El capitonaje y la teoría de la conspiración se ensamblan con la explotación del sentimiento de la identidad o la unidad nacional. Se fomenta la presunta identificación de los intereses de la sociedad con los del Estado y la elite económica, bajo el supuesto de que la esencia nacional hace que todos busquen un beneficio común. La lucha de clases es suprimida bajo el fetiche de la estabilidad macroeconómica: si a los dueños de la economía les va bien, la prosperidad debe irradiarse a los demás... en algún momento a futuro, por el que vale la pena una espera larga. De este modo, es común que aún la gente más pobre y maltratada por el sistema se ponga en contra de EL violento y a favor de las elites rapaces que la obligan a vivir la peor de las vidas posibles. EL violento presuntamente atenta contra ese futuro de libertad y prosperidad tan largamente prometido. El primitivo se aterra ante las pérdidas materiales de los de arriba porque las ve como algo que puede poner en riesgo su propio confort, aún si todo el confort que conoce reside en ganar un salario mínimo y comprar electrodomésticos a plazos. El primitivo prefiere identificarse con el sujeto que espera que el gobierno le cumpla la promesa de una vida mejor (eso es lo "políticamente correcto") y no con el que desafía al orden establecido para exigir tales beneficios, aquí y ahora.

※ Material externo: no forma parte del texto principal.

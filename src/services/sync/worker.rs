//! Run-level orchestration.
//!
//! `run_sync` drives one pass over every registered account. Accounts run
//! sequentially by default or under a small bounded pool, with a pause
//! between account starts to respect upstream rate limits. One account's
//! failure never touches its siblings; every account's outcome lands in the
//! run summary regardless.

use std::sync::Arc;

use tokio::sync::Semaphore;
use tokio::time::{sleep, Duration};
use tracing::{error, info};

use crate::adapters::sqlite::{accounts, DbPool};
use crate::config::SyncConfig;
use crate::connector::{BlobStore, PlatformConnector};
use crate::error::Result;
use crate::services::sync::tasks::run_account_sync;
use crate::services::sync::{
    AccountPhase, AccountSummary, RunContext, RunSummary, SyncEvent,
};

/// Sync every registered account once.
///
/// `events` is optional; `None` disables progress emission. The returned
/// summary lists accounts in registration order. Errors surface only when
/// the run cannot start at all (the account registry is unreadable);
/// per-account failures are captured in their summaries instead.
pub async fn run_sync(
    pool: DbPool,
    connectors: Vec<Arc<dyn PlatformConnector>>,
    blobs: Arc<dyn BlobStore>,
    config: SyncConfig,
    events: Option<flume::Sender<SyncEvent>>,
) -> Result<RunSummary> {
    let started_at = chrono::Utc::now().timestamp_millis();
    // A sender with no receiver makes every send a no-op, which is exactly
    // the disabled behavior.
    let events = events.unwrap_or_else(|| flume::unbounded().0);

    let registered = accounts::list_accounts(&pool)?;
    info!(accounts = registered.len(), "Sync run started");
    let _ = events.send(SyncEvent::RunStarted {
        accounts: registered.len(),
    });

    let ctx = Arc::new(RunContext::new(pool, connectors, blobs, config, events.clone()));
    let summaries = if ctx.config.max_account_concurrency > 1 {
        run_pooled(&ctx, registered).await
    } else {
        run_sequential(&ctx, registered).await
    };

    let summary = RunSummary {
        started_at,
        finished_at: chrono::Utc::now().timestamp_millis(),
        accounts: summaries,
    };
    info!(
        accounts = summary.accounts.len(),
        new_conversations = summary.total_new_conversations(),
        new_messages = summary.total_new_messages(),
        "Sync run finished"
    );
    let _ = events.send(SyncEvent::RunFinished {
        total_new_messages: summary.total_new_messages(),
    });
    Ok(summary)
}

async fn run_sequential(
    ctx: &Arc<RunContext>,
    registered: Vec<crate::types::Account>,
) -> Vec<AccountSummary> {
    let mut summaries = Vec::with_capacity(registered.len());
    for (index, account) in registered.iter().enumerate() {
        pause_between_starts(ctx, index).await;
        let summary = run_account_sync(ctx, account).await;
        finish_account(ctx, &summary);
        summaries.push(summary);
    }
    summaries
}

/// Bounded pool: at most `max_account_concurrency` accounts in flight.
/// Starts stay paced by the configured pause; results keep registration
/// order. A panicked task is recorded as that account's failure.
async fn run_pooled(
    ctx: &Arc<RunContext>,
    registered: Vec<crate::types::Account>,
) -> Vec<AccountSummary> {
    let semaphore = Arc::new(Semaphore::new(ctx.config.max_account_concurrency));
    let mut handles = Vec::with_capacity(registered.len());

    for (index, account) in registered.into_iter().enumerate() {
        pause_between_starts(ctx, index).await;
        let ctx = ctx.clone();
        let semaphore = semaphore.clone();
        let account_id = account.id.clone();
        let handle = tokio::spawn(async move {
            // The semaphore is never closed, so acquisition cannot fail.
            let _permit = semaphore.acquire_owned().await.ok();
            let summary = run_account_sync(&ctx, &account).await;
            finish_account(&ctx, &summary);
            summary
        });
        handles.push((account_id, handle));
    }

    let mut summaries = Vec::with_capacity(handles.len());
    for (account_id, handle) in handles {
        match handle.await {
            Ok(summary) => summaries.push(summary),
            Err(err) => {
                error!(account_id = %account_id, error = %err, "Account sync task panicked");
                let mut summary = AccountSummary::new(&account_id);
                summary.phase = AccountPhase::Failed;
                summary.account_error = Some(format!("sync task panicked: {}", err));
                finish_account(ctx, &summary);
                summaries.push(summary);
            }
        }
    }
    summaries
}

async fn pause_between_starts(ctx: &RunContext, index: usize) {
    if index > 0 && ctx.config.account_pause_ms > 0 {
        sleep(Duration::from_millis(ctx.config.account_pause_ms)).await;
    }
}

fn finish_account(ctx: &RunContext, summary: &AccountSummary) {
    info!(
        account_id = %summary.account_id,
        phase = summary.phase.as_str(),
        new_conversations = summary.new_conversations,
        new_messages = summary.new_messages,
        errors = summary.errors.len(),
        "Account sync finished"
    );
    let _ = ctx.events.send(SyncEvent::AccountFinished {
        account_id: summary.account_id.clone(),
        phase: summary.phase,
    });
}

#[cfg(test)]
mod tests {
    use super::*;
    use crate::adapters::sqlite::{conversations, pool::create_pool, schema};
    use crate::services::sync::helpers::backoff::RetryPolicy;
    use crate::services::sync::testing::{message, remote, MemoryBlobs, StubPlatform};
    use crate::types::PlatformKind;

    fn test_pool() -> (tempfile::TempDir, DbPool) {
        crate::services::sync::testing::init_test_logging();
        let dir = tempfile::tempdir().unwrap();
        let pool = create_pool(&dir.path().join("sync.db")).unwrap();
        schema::initialize(&pool).unwrap();
        (dir, pool)
    }

    fn fast_config() -> SyncConfig {
        SyncConfig {
            retry: RetryPolicy {
                max_attempts: 2,
                initial_backoff_ms: 1,
                max_backoff_ms: 2,
            },
            account_pause_ms: 0,
            ..SyncConfig::default()
        }
    }

    fn mail_platform_for(thread_id: &str) -> StubPlatform {
        StubPlatform::new(PlatformKind::Mail)
            .with_conversation_page(vec![remote(thread_id, Some("Subject"), Some("incoming"))])
            .with_message_pages(
                thread_id,
                vec![vec![message("m1", thread_id, "ada@example.com", "incoming", 1_000)]],
            )
    }

    #[tokio::test]
    async fn all_registered_accounts_sync_in_registration_order() {
        let (_dir, pool) = test_pool();
        accounts::ensure_account(&pool, "first@example.com", None).unwrap();
        accounts::ensure_account(&pool, "second@example.com", None).unwrap();

        let summary = run_sync(
            pool.clone(),
            vec![Arc::new(mail_platform_for("T1"))],
            Arc::new(MemoryBlobs::new()),
            fast_config(),
            None,
        )
        .await
        .unwrap();

        assert_eq!(summary.accounts.len(), 2);
        assert_eq!(summary.accounts[0].account_id, "first@example.com");
        assert_eq!(summary.accounts[1].account_id, "second@example.com");
        assert!(summary
            .accounts
            .iter()
            .all(|a| a.phase == AccountPhase::Done));
        // Each account owns its copy of the thread.
        assert_eq!(summary.total_new_conversations(), 2);
        assert_eq!(summary.total_new_messages(), 2);
        assert!(summary.finished_at >= summary.started_at);
    }

    #[tokio::test]
    async fn one_account_auth_failure_does_not_reach_its_siblings() {
        let (_dir, pool) = test_pool();
        accounts::ensure_account(&pool, "good@example.com", None).unwrap();
        accounts::ensure_account(&pool, "locked@example.com", None).unwrap();

        let platform = mail_platform_for("T1").with_auth_failure_for("locked@example.com");
        let summary = run_sync(
            pool.clone(),
            vec![Arc::new(platform)],
            Arc::new(MemoryBlobs::new()),
            fast_config(),
            None,
        )
        .await
        .unwrap();

        let good = &summary.accounts[0];
        assert_eq!(good.phase, AccountPhase::Done);
        assert_eq!(good.new_messages, 1);
        assert!(good.account_error.is_none());

        let locked = &summary.accounts[1];
        assert_eq!(locked.phase, AccountPhase::Failed);
        assert!(locked.account_error.as_deref().unwrap().contains("token expired"));

        let good_conversations =
            conversations::list_conversations(&pool, "good@example.com").unwrap();
        assert_eq!(good_conversations.len(), 1);
        let locked_conversations =
            conversations::list_conversations(&pool, "locked@example.com").unwrap();
        assert!(locked_conversations.is_empty());
    }

    #[tokio::test]
    async fn events_bracket_the_run() {
        let (_dir, pool) = test_pool();
        accounts::ensure_account(&pool, "team@example.com", None).unwrap();

        let (tx, rx) = flume::unbounded();
        run_sync(
            pool,
            vec![Arc::new(mail_platform_for("T1"))],
            Arc::new(MemoryBlobs::new()),
            fast_config(),
            Some(tx),
        )
        .await
        .unwrap();

        let events: Vec<SyncEvent> = rx.try_iter().collect();
        assert!(matches!(events.first(), Some(SyncEvent::RunStarted { accounts: 1 })));
        assert!(matches!(
            events.last(),
            Some(SyncEvent::RunFinished { total_new_messages: 1 })
        ));
        assert!(events.iter().any(|e| matches!(
            e,
            SyncEvent::AccountFinished { phase: AccountPhase::Done, .. }
        )));
    }

    #[tokio::test]
    async fn bounded_pool_yields_the_same_outcome_as_sequential() {
        let (_dir, pool) = test_pool();
        accounts::ensure_account(&pool, "first@example.com", None).unwrap();
        accounts::ensure_account(&pool, "second@example.com", None).unwrap();
        accounts::ensure_account(&pool, "third@example.com", None).unwrap();

        let config = SyncConfig {
            max_account_concurrency: 2,
            ..fast_config()
        };
        let summary = run_sync(
            pool.clone(),
            vec![Arc::new(mail_platform_for("T1"))],
            Arc::new(MemoryBlobs::new()),
            config,
            None,
        )
        .await
        .unwrap();

        assert_eq!(summary.accounts.len(), 3);
        assert_eq!(summary.accounts[0].account_id, "first@example.com");
        assert_eq!(summary.accounts[2].account_id, "third@example.com");
        assert!(summary.accounts.iter().all(|a| a.phase == AccountPhase::Done));
        assert_eq!(summary.total_new_messages(), 3);
    }

    #[tokio::test]
    async fn an_empty_registry_finishes_cleanly() {
        let (_dir, pool) = test_pool();
        let summary = run_sync(
            pool,
            vec![Arc::new(mail_platform_for("T1"))],
            Arc::new(MemoryBlobs::new()),
            fast_config(),
            None,
        )
        .await
        .unwrap();
        assert!(summary.accounts.is_empty());
        assert_eq!(summary.total_new_messages(), 0);
    }
}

Todo lo que el primitivo quiere es sentirse incluido, aún si la inclusión es sólo una vaga promesa sin fecha en el calendario. Por tanto, el primitivo convierte fácilmente su sentido de amenaza en odio y lo lleva hasta las últimas consecuencias, linchando a EL violento que pone en riesgo un nivel de vida, una estabilidad y una prosperidad que jamás ha experimentado en carne propia, o de la que sólo tiene unos pocos referentes.

En una sociedad en la que el valor está centrado en las mercancías y el cuerpo no es más que una mercancía más, no es de extrañarse que unos cuantos vidrios rotos en establecimientos corporativos (ninguno de ellos negocios pequeños o locales) genere una psicosis colectiva, mientras que las detenciones arbitrarias, las golpizas y otros actos de barbarie por parte de las fuerzas del orden son aplaudidos como medidas necesarias e incluso insuficientes para contener a los violentos. El linchador mediático, el conspiranoico y el primitivo aplauden al unísono. La sociedad se polariza. 

Hay que tener muy claro que EL violento no existe más que como invención de quienes detentan el poder, y que lo tangible es un número indeterminado de individuos de diferentes estratos sociales, que ha acumulado demasiados agravios y tiene razones de peso para estar rabioso, y cuyo accionar es cada vez más impredecible. Ni el Estado, la iniciativa privada, la sociedad o la izquierda institucional tiene idea de qué hacer con ellos, más allá de reprimirlos. Pero ellos si tienen una idea más o menos clara de lo que les gustaría hacer con el orden de los incluidos, aún desde su condición de minoría política.